Limiter son empreinte carbone, c’est avant tout savoir la mesurer. On ne peut réduire que ce que l’on connaît. Premier sujet venant à l’esprit qui s’applique à tous les domaines sans exception : quand on pense carbone, on l’associe immédiatement à la pollution des véhicules. C’est effectivement l’un des postes que l’on peut surveiller et réduire. Passer d’un véhicule essence ou diesel à un modèle hybride ou tout électrique améliorera forcément le bilan carbone global d’une entreprise.
Prendre le train au lieu de l’avion pour se rendre à un rendez-vous ou pour aller visiter un salon représente une autre action positive pour l’entreprise. Mais un bilan carbone ne se réduit pas uniquement aux transports. Ce n’en est qu’une composante parmi d’autres. Chaque étape d’un projet, chaque achat, chaque action peuvent être analysés sous le prisme de leur impact environnemental afin de réduire les émissions de carbone de son activité. C’est ainsi que tout doit être mesuré. Il existe heureusement des outils pour faciliter ce travail fastidieux d’analyse tellement il touche à un grand nombre de données dans des univers complètement différents.

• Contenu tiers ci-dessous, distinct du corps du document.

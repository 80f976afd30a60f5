//! Bouncing particles with proximity connections.

use glint_core::{Animation, Point, Rgba, Size, Surface};
use rand::Rng;
use serde::{Deserialize, Serialize};

/// Particles closer than this are joined by a line.
pub const CONNECTION_DISTANCE: f64 = 100.0;

/// Stroke width of connection lines.
const CONNECTION_WIDTH: f64 = 0.5;

/// Upper bound on `count`; connections cost O(n²) per tick.
pub const MAX_PARTICLES: usize = 2_000;

/// Particle system options.
#[derive(Debug, Clone, PartialEq, Serialize, Deserialize)]
#[serde(default)]
pub struct ParticleConfig {
    /// Number of particles.
    pub count: usize,
    /// Velocity components are drawn from `[-speed/2, speed/2)`.
    pub speed: f64,
    /// Radii are drawn from `[1, size + 1)`.
    pub size: f64,
    /// Fill color for particles; connections reuse its RGB.
    pub color: Rgba,
    /// Draw lines between nearby particles.
    pub connections: bool,
}

impl Default for ParticleConfig {
    fn default() -> Self {
        Self {
            count: 50,
            speed: 1.0,
            size: 2.0,
            color: Rgba::default(),
            connections: true,
        }
    }
}

impl ParticleConfig {
    /// Clamp out-of-range values to the nearest harmless setting.
    ///
    /// `count` is capped at [`MAX_PARTICLES`]. Negative, NaN and infinite
    /// `speed`/`size` become 0, which yields stationary particles of
    /// radius 1.
    pub fn sanitized(mut self) -> Self {
        self.count = self.count.min(MAX_PARTICLES);
        self.speed = non_negative(self.speed);
        self.size = non_negative(self.size);
        self
    }
}

fn non_negative(v: f64) -> f64 {
    if v.is_finite() { v.max(0.0) } else { 0.0 }
}

/// A single moving point.
#[derive(Debug, Clone, Copy, PartialEq)]
pub struct Particle {
    pub x: f64,
    pub y: f64,
    pub vx: f64,
    pub vy: f64,
    pub radius: f64,
}

impl Particle {
    /// Spawn a particle at a uniformly random spot inside `bounds`.
    pub fn random(bounds: Size, config: &ParticleConfig, rng: &mut impl Rng) -> Self {
        Self {
            x: rng.random::<f64>() * bounds.width,
            y: rng.random::<f64>() * bounds.height,
            vx: (rng.random::<f64>() - 0.5) * config.speed,
            vy: (rng.random::<f64>() - 0.5) * config.speed,
            radius: rng.random::<f64>() * config.size + 1.0,
        }
    }

    pub fn position(&self) -> Point {
        Point::new(self.x, self.y)
    }

    /// Move by one tick's velocity and bounce off the edges of `bounds`.
    ///
    /// Each axis is handled on its own. A particle found outside the bounds
    /// gets its velocity on that axis pointed back inside, so it may
    /// overshoot by at most one tick before heading back.
    pub fn step(&mut self, bounds: Size) {
        self.x += self.vx;
        self.y += self.vy;
        self.vx = bounce(self.x, self.vx, bounds.width);
        self.vy = bounce(self.y, self.vy, bounds.height);
    }
}

fn bounce(pos: f64, vel: f64, extent: f64) -> f64 {
    if pos < 0.0 {
        vel.abs()
    } else if pos > extent {
        -vel.abs()
    } else {
        vel
    }
}

/// Opacity of the line joining two particles `distance` apart, if any.
fn connection_opacity(distance: f64) -> Option<f32> {
    (distance < CONNECTION_DISTANCE).then(|| (1.0 - distance / CONNECTION_DISTANCE) as f32)
}

/// A fixed set of particles drifting across a surface.
#[derive(Debug, Clone)]
pub struct ParticleSystem {
    config: ParticleConfig,
    /// `None` when there is no container to draw into.
    bounds: Option<Size>,
    particles: Vec<Particle>,
}

impl ParticleSystem {
    /// Create a system sized to `container`, spawning particles from `rng`.
    ///
    /// Without a container the system is inert: it holds no particles and
    /// never draws.
    pub fn new(config: ParticleConfig, container: Option<Size>, rng: &mut impl Rng) -> Self {
        let config = config.sanitized();
        let Some(bounds) = container.map(sanitize_size) else {
            tracing::warn!("no drawing surface available, particle system disabled");
            return Self {
                config,
                bounds: None,
                particles: Vec::new(),
            };
        };

        let particles = (0..config.count)
            .map(|_| Particle::random(bounds, &config, rng))
            .collect();
        tracing::debug!(
            count = config.count,
            width = bounds.width,
            height = bounds.height,
            "spawned particles"
        );

        Self {
            config,
            bounds: Some(bounds),
            particles,
        }
    }

    /// Create a system from explicit particles.
    pub fn with_particles(config: ParticleConfig, bounds: Size, particles: Vec<Particle>) -> Self {
        Self {
            config: config.sanitized(),
            bounds: Some(sanitize_size(bounds)),
            particles,
        }
    }

    pub fn config(&self) -> &ParticleConfig {
        &self.config
    }

    pub fn bounds(&self) -> Option<Size> {
        self.bounds
    }

    pub fn particles(&self) -> &[Particle] {
        &self.particles
    }

    /// Advance all particles by one tick without drawing.
    pub fn update(&mut self) {
        let Some(bounds) = self.bounds else {
            return;
        };
        for particle in &mut self.particles {
            particle.step(bounds);
        }
    }

    /// Draw the current state: discs first, then connections.
    pub fn draw(&self, surface: &mut dyn Surface) {
        if self.bounds.is_none() {
            return;
        }

        for p in &self.particles {
            surface.fill_circle(p.position(), p.radius, self.config.color);
        }

        if !self.config.connections {
            return;
        }

        for (i, a) in self.particles.iter().enumerate() {
            for b in &self.particles[i + 1..] {
                let distance = a.position().distance(b.position());
                if let Some(opacity) = connection_opacity(distance) {
                    surface.stroke_line(
                        a.position(),
                        b.position(),
                        self.config.color.with_alpha(opacity),
                        CONNECTION_WIDTH,
                    );
                }
            }
        }
    }
}

impl Animation for ParticleSystem {
    fn tick(&mut self, surface: &mut dyn Surface) {
        if self.bounds.is_none() {
            return;
        }
        surface.clear();
        self.update();
        self.draw(surface);
    }

    /// Adopt the new bounds; particles stay where they are and bounce back
    /// in on their own.
    fn resize(&mut self, size: Size) {
        if self.bounds.is_none() {
            return;
        }
        let size = sanitize_size(size);
        tracing::debug!(width = size.width, height = size.height, "particle surface resized");
        self.bounds = Some(size);
    }
}

fn sanitize_size(size: Size) -> Size {
    Size::new(non_negative(size.width), non_negative(size.height))
}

Le lieu dans lequel on exerce son activité est un poste majeur. Les différentes consommations d’énergie et de fluides peuvent toujours être optimisées. Si ce n’est pas le cas, un déménagement vers un lieu plus efficace doit s’envisager, à moins que des travaux puissent être entrepris. Pour la bonne tenue de l’activité, sans avoir forcément à modifier les processus de travail, des efforts peuvent être planifiés à tous les niveaux, de la consommation de papier de l’imprimante au recyclage des déchets en passant par la sobriété des équipements informatiques et l’automatisation des équipements électriques : éclairage, chauffage, climatisation, ouvrants…
La mise en place d’un tableau de bord s’impose. Il peut prendre la forme d’un simple tableau Excel dans lequel on va entrer chaque mois les données pour en obtenir une vision globale et trouver des pistes d’amélioration. Pour de grosses entreprises, un tableau de bord automatisé sera avantageusement mis en place. Il existe des solutions complètes pour les bâtiments les plus complexes comme des outils open source mieux adaptés à de toutes petites structures.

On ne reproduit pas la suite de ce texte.